Он исполнен грации, редкого чувства такта; а удивительная его обходительность, помимо врожденных прекрасных качеств, объясняется еще и ежедневным общением с лучшими людьми тогдашнего времени. Из Менандра до нас дошли лишь немногие отрывки, но они дают мне столь высокое о нем представление, что я считаю этого великого грека единственным, кто выдерживает сравнение с Мольером.

— Я очень рад, — сказал я, — что вы так говорите о Мольере. Скажу прямо, ваши слова несколько расходятся с отзывом господина фон Шлегеля! Еще на днях в его лекциях о драматической поэзии я, едва ли не с отвращением, прочитал все, что он говорит о Мольере. Как вам известно, он взирает на него сверху вниз; для него Мольер низкопробный скоморох, видевший хорошее общество лишь издали, ремеслом которого было придумыванье разных дурачеств на потеху своего господина. Эти дурачества ему еще кое-как удавались, да и то лучшие из них украдены у других. К более высокому искусству — комедии он себя принуждал и, наверно, потому, в общем-то, с ним не справлялся.

— Для такого человека, как Шлегель, — отвечал Гёте, — здоровая природа Мольера все равно, что бельмо в глазу; он его не чувствует и потому не выносит. «Мизантроп», которого я люблю, пожалуй, больше всех пьес на свете и постоянно перечитываю, ему противен, «Тартюфа» он волей-неволей снисходительно похваливает, но тут же, по мере сил, старается его принизить. Шлегель не может простить Мольеру, что тот высмеивал напускное прекраснодушие ученых женщин; наверно, чувствует, как заметил один мой друг, что Мольер и его бы не пощадил, живи они в одно время.

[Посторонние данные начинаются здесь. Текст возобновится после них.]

use sea_orm_migration::prelude::*;

use super::m20240101_000004_create_artist_profiles::ArtistProfiles;

#[derive(DeriveMigrationName)]
pub struct Migration;

#[async_trait::async_trait]
impl MigrationTrait for Migration {
    async fn up(&self, manager: &SchemaManager) -> Result<(), DbErr> {
        manager
            .get_connection()
            .execute_unprepared(
                "CREATE TYPE music_genre AS ENUM ('rnb', 'country', 'classic', 'rock', \
                 'jazz', 'pop', 'indie_folk', 'pop_rock', 'alternative_rock', 'soul')",
            )
            .await?;

        manager
            .create_table(
                Table::create()
                    .table(Music::Table)
                    .if_not_exists()
                    .col(ColumnDef::new(Music::Id).uuid().not_null().primary_key())
                    .col(ColumnDef::new(Music::Title).string_len(255).not_null())
                    .col(ColumnDef::new(Music::AlbumName).string_len(255).null())
                    .col(
                        ColumnDef::new(Music::ReleaseDate)
                            .timestamp_with_time_zone()
                            .null(),
                    )
                    .col(
                        ColumnDef::new(Music::Genre)
                            .custom(Alias::new("music_genre"))
                            .not_null()
                            .default("rnb"),
                    )
                    .col(ColumnDef::new(Music::CreatedBy).uuid().null())
                    .col(ColumnDef::new(Music::ArtistId).uuid().null())
                    .col(
                        ColumnDef::new(Music::CreatedAt)
                            .timestamp_with_time_zone()
                            .not_null()
                            .default(Expr::current_timestamp()),
                    )
                    .col(
                        ColumnDef::new(Music::UpdatedAt)
                            .timestamp_with_time_zone()
                            .not_null()
                            .default(Expr::current_timestamp()),
                    )
                    .foreign_key(
                        ForeignKey::create()
                            .name("fk_music_created_by")
                            .from(Music::Table, Music::CreatedBy)
                            .to(ArtistProfiles::Table, ArtistProfiles::Id)
                            .on_delete(ForeignKeyAction::Cascade),
                    )
                    .foreign_key(
                        ForeignKey::create()
                            .name("fk_music_artist_id")
                            .from(Music::Table, Music::ArtistId)
                            .to(ArtistProfiles::Table, ArtistProfiles::Id)
                            .on_delete(ForeignKeyAction::Cascade),
                    )
                    .to_owned(),
            )
            .await?;

        manager
            .create_index(
                Index::create()
                    .name("idx_music_artist_id")
                    .table(Music::Table)
                    .col(Music::ArtistId)
                    .to_owned(),
            )
            .await?;

        Ok(())
    }

    async fn down(&self, manager: &SchemaManager) -> Result<(), DbErr> {
        manager
            .drop_table(Table::drop().table(Music::Table).to_owned())
            .await?;

        manager
            .get_connection()
            .execute_unprepared("DROP TYPE IF EXISTS music_genre")
            .await?;

        Ok(())
    }
}

#[derive(DeriveIden)]
pub enum Music {
    Table,
    Id,
    Title,
    AlbumName,
    ReleaseDate,
    Genre,
    CreatedBy,
    ArtistId,
    CreatedAt,
    UpdatedAt,
}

— Нельзя отрицать, — продолжал Гёте, — что Шлегель бесконечно много знает, начитанность у него прямо-таки пугающая, но этого недостаточно. Да и ученость еще не суждение. Критика егоудивительно однобока, во всех пьесах он видит только скелет фабулы, композицию и еще отыскивает мелкое сходство с великими историческими событиями, не замечая прелести жизни и формирования высокой души, которые стремится развернуть перед нами автор. А много ли толку от всех исхищрений талантливого человека, если из пьесы не выступает его привлекательная, а не то и крупная личность — единственное, что навеки переходит в культуру народа.

Писания Шлегеля о французском театре [99], с моей точки зрения, рецепт для плохого рецензента, у которого полностью отсутствует чувство прекрасного, почему он и проходит мимо него, как мимо мусорной кучи.

— Шекспира и Кальдерона, — возразил я, — он, однако, толкует справедливо и с безусловным почтением.

— Как этих обоих не хвалить, — сказал Гёте, — хотя я бы не удивился, если бы Шлегель и подменил похвалы хулою. Воздает он должное еще Эсхилу и Софоклу, но, думается, не потому, что живо проникся их из ряду вон выходящими достоинствами, а потому, что у филологов издавна принято ставить их очень высоко. Ибо, по существу, такой человечишка, как Шлегель, не может постигнуть и оценить великие эти таланты. Иначе он бы и с Еврипидом так не расправил ся, но он знает, что филологи не очень-то ценят последнего, и до смерти рад, что никакие авторитеты не мешают ему измываться над великим греком, да еще поучать его.

Я, конечно, понимаю, что у Еврипида имеется ряд недостатков, но, как ни верти, он был достойным соратником Софокла и Эсхила. Ежели не было в нем той высокой суровости и художественного совершенства, которые отличали обоих его великих предшественников, и как театральный поэт он трактовал все несколько небрежнее, на наш человеческий лад, то, надо думать, он все-таки достаточно знал своих афинян и был убежден, что тон, заданный им, как нельзя лучше их устраивает. Не может ведь быть, чтобы человек, которого Сократ называл своим другом, которого превозносил Аристотель и которым восхищался Менандр и, наконец, при известии о смерти которого Софокл и город Афины облеклись в траур, не был великим человеком. И если уж наш современник Шлегель поносит его за ошибки, то, по справедливости, он должен был бы сначала преклонить колена, а потом уже приступить к поношению.